Stored items
[Start of Attachment]

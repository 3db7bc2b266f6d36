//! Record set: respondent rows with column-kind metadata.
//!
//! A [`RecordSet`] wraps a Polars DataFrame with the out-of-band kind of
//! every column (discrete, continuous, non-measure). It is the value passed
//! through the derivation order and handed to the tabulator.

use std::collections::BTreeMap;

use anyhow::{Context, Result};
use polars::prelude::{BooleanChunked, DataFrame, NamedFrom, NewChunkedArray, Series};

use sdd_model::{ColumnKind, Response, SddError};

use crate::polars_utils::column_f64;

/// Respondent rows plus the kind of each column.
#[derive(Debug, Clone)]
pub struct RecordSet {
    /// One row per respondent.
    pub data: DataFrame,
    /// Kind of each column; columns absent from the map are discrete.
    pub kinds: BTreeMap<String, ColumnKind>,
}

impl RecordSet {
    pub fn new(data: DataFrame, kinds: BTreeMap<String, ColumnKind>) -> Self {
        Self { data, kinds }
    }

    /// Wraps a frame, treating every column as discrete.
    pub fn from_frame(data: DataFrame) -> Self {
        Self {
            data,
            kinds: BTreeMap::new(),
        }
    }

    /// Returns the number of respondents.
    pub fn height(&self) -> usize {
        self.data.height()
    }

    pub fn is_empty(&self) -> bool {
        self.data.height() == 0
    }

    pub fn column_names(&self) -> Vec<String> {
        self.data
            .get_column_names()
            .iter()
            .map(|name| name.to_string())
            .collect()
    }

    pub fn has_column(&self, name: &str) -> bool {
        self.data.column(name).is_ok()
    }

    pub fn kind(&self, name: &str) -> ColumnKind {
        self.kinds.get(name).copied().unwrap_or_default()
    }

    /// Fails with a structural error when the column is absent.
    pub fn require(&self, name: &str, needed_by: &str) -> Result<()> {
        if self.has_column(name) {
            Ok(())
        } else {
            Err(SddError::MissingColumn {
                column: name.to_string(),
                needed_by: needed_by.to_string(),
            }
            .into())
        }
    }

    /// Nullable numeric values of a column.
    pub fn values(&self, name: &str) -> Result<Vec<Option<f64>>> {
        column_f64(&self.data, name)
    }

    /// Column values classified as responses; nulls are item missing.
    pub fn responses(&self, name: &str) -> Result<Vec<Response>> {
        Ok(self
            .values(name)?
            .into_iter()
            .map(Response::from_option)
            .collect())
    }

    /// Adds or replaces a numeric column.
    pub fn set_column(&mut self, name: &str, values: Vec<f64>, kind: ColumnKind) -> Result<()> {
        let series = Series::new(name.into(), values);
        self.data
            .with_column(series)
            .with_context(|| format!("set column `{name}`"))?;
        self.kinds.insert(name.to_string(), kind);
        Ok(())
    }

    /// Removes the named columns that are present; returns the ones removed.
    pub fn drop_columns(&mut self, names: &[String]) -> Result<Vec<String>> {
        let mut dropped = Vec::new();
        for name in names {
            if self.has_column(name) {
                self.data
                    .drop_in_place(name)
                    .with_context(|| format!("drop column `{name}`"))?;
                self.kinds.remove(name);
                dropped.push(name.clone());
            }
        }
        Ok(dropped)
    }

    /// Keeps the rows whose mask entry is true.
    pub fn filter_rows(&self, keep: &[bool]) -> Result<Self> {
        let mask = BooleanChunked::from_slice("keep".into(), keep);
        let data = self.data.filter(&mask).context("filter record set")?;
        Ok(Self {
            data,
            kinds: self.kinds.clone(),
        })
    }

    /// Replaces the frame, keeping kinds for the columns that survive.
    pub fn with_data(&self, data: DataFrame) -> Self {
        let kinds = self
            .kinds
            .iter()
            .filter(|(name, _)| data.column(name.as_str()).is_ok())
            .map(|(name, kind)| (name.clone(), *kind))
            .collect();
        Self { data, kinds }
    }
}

[End of Attachment]

WHAT YOU HAVE TO DO: Every line above with the string "values" in it should be copied into the answer.

ANSWER:
    /// Nullable numeric values of a column.
    pub fn values(&self, name: &str) -> Result<Vec<Option<f64>>> {
    /// Column values classified as responses; nulls are item missing.
            .values(name)?
    pub fn set_column(&mut self, name: &str, values: Vec<f64>, kind: ColumnKind) -> Result<()> {
        let series = Series::new(name.into(), values);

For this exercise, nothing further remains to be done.